### Information given
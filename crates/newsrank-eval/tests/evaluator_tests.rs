use std::collections::BTreeSet;
use std::sync::Arc;

use chrono::{DateTime, Duration, TimeZone, Utc};
use proptest::prelude::*;

use newsrank_core::config::Config;
use newsrank_core::error::Error;
use newsrank_core::types::{Article, ImplementationCost, Persona, Recommendation};
use newsrank_eval::layers::{freshness, NEUTRAL};
use newsrank_eval::MultiLayerEvaluator;

fn now() -> DateTime<Utc> {
    Utc.with_ymd_and_hms(2025, 3, 1, 12, 0, 0).unwrap()
}

fn evaluator() -> MultiLayerEvaluator {
    MultiLayerEvaluator::new(Arc::new(Config::default()))
}

fn rich_engineering_article() -> Article {
    let mut a = Article {
        id: "rich".into(),
        title: "A practical guide to serving transformer models".into(),
        source: "arxiv".into(),
        source_tier: 1,
        published_date: Some(now()),
        content: "model api framework ".repeat(40),
        ..Article::default()
    };
    a.technical.implementation_ready = true;
    a.technical.code_available = true;
    a.technical.paper_link = Some("https://arxiv.org/abs/2501.00001".into());
    a.technical.github_repo = Some("https://github.com/example/serve".into());
    a.technical.reproducibility_score = 0.9;
    a.evidence.primary_sources = vec!["paper".into()];
    a.evidence.citations = vec!["ref".into()];
    a.evidence.expert_validation = true;
    a.summaries.action_items = vec!["try it".into()];
    a.summaries.key_takeaways = vec!["fast".into()];
    a.entities.technologies = vec!["transformer".into()];
    a
}

#[test]
fn unknown_persona_is_rejected_and_article_untouched() {
    let article = rich_engineering_article();
    let before = article.clone();
    let err = evaluator().evaluate(&article, "student").unwrap_err();
    assert!(matches!(err, Error::Validation(_)));
    assert_eq!(article, before);
}

#[test]
fn breakdown_keys_match_persona_weights() {
    let config = Config::default();
    let ev = evaluator();
    for persona in Persona::ALL {
        let result = ev.evaluate_at(&rich_engineering_article(), persona.as_str(), now()).expect("evaluate");
        let keys: BTreeSet<&String> = result.breakdown.keys().collect();
        let weight_keys: BTreeSet<&String> = config.persona_weights(persona).keys().collect();
        assert_eq!(keys, weight_keys);
        let sum: f64 = config.persona_weights(persona).values().sum();
        assert!((sum - 1.0).abs() < 1e-9);
        assert_eq!(result.persona, persona);
    }
}

#[test]
fn rich_engineering_article_scores_high_for_engineers() {
    let result = evaluator().evaluate_at(&rich_engineering_article(), "engineer", now()).expect("evaluate");
    assert!((result.layers.trust - 1.0).abs() < 1e-9);
    assert!((result.layers.actionability - 1.0).abs() < 1e-9);
    assert!((result.layers.relevance - 1.0).abs() < 1e-9);
    assert_eq!(result.recommendation, Recommendation::HighlyRecommended);
    assert_eq!(result.recommendation, Recommendation::from_score(result.total_score));
    assert_eq!(result.breakdown["reproducibility"], 0.9);
}

#[test]
fn layer_total_is_the_weighted_sum() {
    let result = evaluator().evaluate_at(&rich_engineering_article(), "business", now()).expect("evaluate");
    let l = result.layers;
    let expected = 0.25 * l.quality + 0.30 * l.relevance + 0.15 * l.temporal + 0.15 * l.trust + 0.15 * l.actionability;
    assert!((result.total_score - expected).abs() < 1e-12);
}

#[test]
fn bare_article_gets_neutral_defaults() {
    let article = Article { id: "bare".into(), ..Article::default() };
    let result = evaluator().evaluate_at(&article, "engineer", now()).expect("evaluate");
    let temporal = evaluator().temporal(&article, now());
    assert_eq!(temporal.freshness, NEUTRAL);
    assert!((temporal.evergreen - 0.3).abs() < 1e-12);
    assert_eq!(result.breakdown["reproducibility"], NEUTRAL);
    assert_eq!(result.layers.relevance, 0.0);
    // unset tier resolves through the source lists to tier 3
    assert!((result.layers.trust - 0.1).abs() < 1e-12);
    assert_eq!(result.recommendation, Recommendation::Skip);
}

#[test]
fn freshness_two_half_lives_is_one_quarter() {
    let ev = evaluator();
    let recent = Article { published_date: Some(now() - Duration::hours(10)), ..Article::default() };
    let old = Article { published_date: Some(now() - Duration::hours(10 + 144)), ..Article::default() };
    let a = ev.temporal(&recent, now()).freshness;
    let b = ev.temporal(&old, now()).freshness;
    assert!((b - 0.25 * a).abs() < 1e-9, "{b} vs {a}");
    assert_eq!(freshness(Some(0.0), 72.0), 1.0);
}

#[test]
fn explicit_evergreen_score_overrides_indicators() {
    let mut article = Article { title: "An introduction and guide".into(), ..Article::default() };
    assert!((evaluator().temporal(&article, now()).evergreen - 0.7).abs() < 1e-12);
    article.evergreen_score = Some(0.95);
    assert_eq!(evaluator().temporal(&article, now()).evergreen, 0.95);
}

#[test]
fn business_breakdown_reflects_cost_and_roi() {
    let mut article = Article { id: "b".into(), ..Article::default() };
    article.business.implementation_cost = ImplementationCost::High;
    article.business.roi_indicators = vec!["30% savings".into()];
    let result = evaluator().evaluate_at(&article, "business", now()).expect("evaluate");
    assert!((result.breakdown["implementation_ease"] - 0.7).abs() < 1e-12);
    assert_eq!(result.breakdown["roi_potential"], 0.5);
    assert_eq!(result.breakdown["market_validation"], 0.2);
}

#[test]
fn evaluate_many_preserves_input_order() {
    let articles: Vec<Article> = (0..32).map(|i| Article { id: format!("a{i:02}"), ..rich_engineering_article() }).collect();
    let results = evaluator().evaluate_many(&articles, Persona::Engineer, now());
    assert_eq!(results.len(), 32);
    assert!(results.iter().all(|r| r.timestamp == now()));
}

prop_compose! {
    fn arb_article()(
        tier in 0u8..6,
        len in 0usize..4000,
        title_len in 0usize..200,
        age_hours in proptest::option::of(-100i64..20_000),
        flags in proptest::collection::vec(any::<bool>(), 12),
        reproducibility in -1.0f64..2.0,
        evergreen in proptest::option::of(-1.0f64..2.0),
    ) -> Article {
        let mut a = Article {
            id: "p".into(),
            title: "t".repeat(title_len),
            source_tier: tier,
            content: "x".repeat(len),
            published_date: age_hours.map(|h| now() - Duration::hours(h)),
            evergreen_score: evergreen,
            ..Article::default()
        };
        a.technical.implementation_ready = flags[0];
        a.technical.code_available = flags[1];
        if flags[2] { a.technical.paper_link = Some("p".into()); }
        if flags[3] { a.technical.github_repo = Some("g".into()); }
        a.technical.reproducibility_score = reproducibility;
        if flags[4] { a.business.case_studies = vec!["c".into()]; }
        if flags[5] { a.business.roi_indicators = vec!["r".into()]; }
        if flags[6] { a.business.funding_info = Some("f".into()); }
        if flags[7] { a.business.market_size = Some("m".into()); }
        if flags[8] { a.evidence.primary_sources = vec!["s".into()]; }
        if flags[9] { a.evidence.citations = vec!["c".into()]; }
        a.evidence.expert_validation = flags[10];
        if flags[11] { a.summaries.action_items = vec!["do".into()]; }
        a
    }
}

proptest! {
    #[test]
    fn all_scores_stay_in_unit_interval(article in arb_article()) {
        let ev = evaluator();
        for persona in Persona::ALL {
            let r = ev.evaluate_persona(&article, persona, now());
            prop_assert!((0.0..=1.0).contains(&r.total_score));
            prop_assert!((0.0..=1.0).contains(&r.breakdown_score));
            for (_, v) in r.layers.as_pairs() { prop_assert!((0.0..=1.0).contains(&v)); }
            for v in r.breakdown.values() { prop_assert!((0.0..=1.0).contains(v)); }
        }
    }
}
######
Everything in the listing is to be restated exactly.

filename crates/newsrank-eval/tests/evaluator_tests.rs
use std::collections::BTreeSet;
use std::sync::Arc;

use chrono::{DateTime, Duration, TimeZone, Utc};
use proptest::prelude::*;

use newsrank_core::config::Config;
use newsrank_core::error::Error;
use newsrank_core::types::{Article, ImplementationCost, Persona, Recommendation};
use newsrank_eval::layers::{freshness, NEUTRAL};
use newsrank_eval::MultiLayerEvaluator;

fn now() -> DateTime<Utc> {
    Utc.with_ymd_and_hms(2025, 3, 1, 12, 0, 0).unwrap()
}

fn evaluator() -> MultiLayerEvaluator {
    MultiLayerEvaluator::new(Arc::new(Config::default()))
}

fn rich_engineering_article() -> Article {
    let mut a = Article {
        id: "rich".into(),
        title: "A practical guide to serving transformer models".into(),
        source: "arxiv".into(),
        source_tier: 1,
        published_date: Some(now()),
        content: "model api framework ".repeat(40),
        ..Article::default()
    };
    a.technical.implementation_ready = true;
    a.technical.code_available = true;
    a.technical.paper_link = Some("https://arxiv.org/abs/2501.00001".into());
    a.technical.github_repo = Some("https://github.com/example/serve".into());
    a.technical.reproducibility_score = 0.9;
    a.evidence.primary_sources = vec!["paper".into()];
    a.evidence.citations = vec!["ref".into()];
    a.evidence.expert_validation = true;
    a.summaries.action_items = vec!["try it".into()];
    a.summaries.key_takeaways = vec!["fast".into()];
    a.entities.technologies = vec!["transformer".into()];
    a
}

#[test]
fn unknown_persona_is_rejected_and_article_untouched() {
    let article = rich_engineering_article();
    let before = article.clone();
    let err = evaluator().evaluate(&article, "student").unwrap_err();
    assert!(matches!(err, Error::Validation(_)));
    assert_eq!(article, before);
}

#[test]
fn breakdown_keys_match_persona_weights() {
    let config = Config::default();
    let ev = evaluator();
    for persona in Persona::ALL {
        let result = ev.evaluate_at(&rich_engineering_article(), persona.as_str(), now()).expect("evaluate");
        let keys: BTreeSet<&String> = result.breakdown.keys().collect();
        let weight_keys: BTreeSet<&String> = config.persona_weights(persona).keys().collect();
        assert_eq!(keys, weight_keys);
        let sum: f64 = config.persona_weights(persona).values().sum();
        assert!((sum - 1.0).abs() < 1e-9);
        assert_eq!(result.persona, persona);
    }
}

#[test]
fn rich_engineering_article_scores_high_for_engineers() {
    let result = evaluator().evaluate_at(&rich_engineering_article(), "engineer", now()).expect("evaluate");
    assert!((result.layers.trust - 1.0).abs() < 1e-9);
    assert!((result.layers.actionability - 1.0).abs() < 1e-9);
    assert!((result.layers.relevance - 1.0).abs() < 1e-9);
    assert_eq!(result.recommendation, Recommendation::HighlyRecommended);
    assert_eq!(result.recommendation, Recommendation::from_score(result.total_score));
    assert_eq!(result.breakdown["reproducibility"], 0.9);
}

#[test]
fn layer_total_is_the_weighted_sum() {
    let result = evaluator().evaluate_at(&rich_engineering_article(), "business", now()).expect("evaluate");
    let l = result.layers;
    let expected = 0.25 * l.quality + 0.30 * l.relevance + 0.15 * l.temporal + 0.15 * l.trust + 0.15 * l.actionability;
    assert!((result.total_score - expected).abs() < 1e-12);
}

#[test]
fn bare_article_gets_neutral_defaults() {
    let article = Article { id: "bare".into(), ..Article::default() };
    let result = evaluator().evaluate_at(&article, "engineer", now()).expect("evaluate");
    let temporal = evaluator().temporal(&article, now());
    assert_eq!(temporal.freshness, NEUTRAL);
    assert!((temporal.evergreen - 0.3).abs() < 1e-12);
    assert_eq!(result.breakdown["reproducibility"], NEUTRAL);
    assert_eq!(result.layers.relevance, 0.0);
    // unset tier resolves through the source lists to tier 3
    assert!((result.layers.trust - 0.1).abs() < 1e-12);
    assert_eq!(result.recommendation, Recommendation::Skip);
}

#[test]
fn freshness_two_half_lives_is_one_quarter() {
    let ev = evaluator();
    let recent = Article { published_date: Some(now() - Duration::hours(10)), ..Article::default() };
    let old = Article { published_date: Some(now() - Duration::hours(10 + 144)), ..Article::default() };
    let a = ev.temporal(&recent, now()).freshness;
    let b = ev.temporal(&old, now()).freshness;
    assert!((b - 0.25 * a).abs() < 1e-9, "{b} vs {a}");
    assert_eq!(freshness(Some(0.0), 72.0), 1.0);
}

#[test]
fn explicit_evergreen_score_overrides_indicators() {
    let mut article = Article { title: "An introduction and guide".into(), ..Article::default() };
    assert!((evaluator().temporal(&article, now()).evergreen - 0.7).abs() < 1e-12);
    article.evergreen_score = Some(0.95);
    assert_eq!(evaluator().temporal(&article, now()).evergreen, 0.95);
}

#[test]
fn business_breakdown_reflects_cost_and_roi() {
    let mut article = Article { id: "b".into(), ..Article::default() };
    article.business.implementation_cost = ImplementationCost::High;
    article.business.roi_indicators = vec!["30% savings".into()];
    let result = evaluator().evaluate_at(&article, "business", now()).expect("evaluate");
    assert!((result.breakdown["implementation_ease"] - 0.7).abs() < 1e-12);
    assert_eq!(result.breakdown["roi_potential"], 0.5);
    assert_eq!(result.breakdown["market_validation"], 0.2);
}

#[test]
fn evaluate_many_preserves_input_order() {
    let articles: Vec<Article> = (0..32).map(|i| Article { id: format!("a{i:02}"), ..rich_engineering_article() }).collect();
    let results = evaluator().evaluate_many(&articles, Persona::Engineer, now());
    assert_eq!(results.len(), 32);
    assert!(results.iter().all(|r| r.timestamp == now()));
}

prop_compose! {
    fn arb_article()(
        tier in 0u8..6,
        len in 0usize..4000,
        title_len in 0usize..200,
        age_hours in proptest::option::of(-100i64..20_000),
        flags in proptest::collection::vec(any::<bool>(), 12),
        reproducibility in -1.0f64..2.0,
        evergreen in proptest::option::of(-1.0f64..2.0),
    ) -> Article {
        let mut a = Article {
            id: "p".into(),
            title: "t".repeat(title_len),
            source_tier: tier,
            content: "x".repeat(len),
            published_date: age_hours.map(|h| now() - Duration::hours(h)),
            evergreen_score: evergreen,
            ..Article::default()
        };
        a.technical.implementation_ready = flags[0];
        a.technical.code_available = flags[1];
        if flags[2] { a.technical.paper_link = Some("p".into()); }
        if flags[3] { a.technical.github_repo = Some("g".into()); }
        a.technical.reproducibility_score = reproducibility;
        if flags[4] { a.business.case_studies = vec!["c".into()]; }
        if flags[5] { a.business.roi_indicators = vec!["r".into()]; }
        if flags[6] { a.business.funding_info = Some("f".into()); }
        if flags[7] { a.business.market_size = Some("m".into()); }
        if flags[8] { a.evidence.primary_sources = vec!["s".into()]; }
        if flags[9] { a.evidence.citations = vec!["c".into()]; }
        a.evidence.expert_validation = flags[10];
        if flags[11] { a.summaries.action_items = vec!["do".into()]; }
        a
    }
}

proptest! {
    #[test]
    fn all_scores_stay_in_unit_interval(article in arb_article()) {
        let ev = evaluator();
        for persona in Persona::ALL {
            let r = ev.evaluate_persona(&article, persona, now());
            prop_assert!((0.0..=1.0).contains(&r.total_score));
            prop_assert!((0.0..=1.0).contains(&r.breakdown_score));
            for (_, v) in r.layers.as_pairs() { prop_assert!((0.0..=1.0).contains(&v)); }
            for v in r.breakdown.values() { prop_assert!((0.0..=1.0).contains(v)); }
        }
    }
}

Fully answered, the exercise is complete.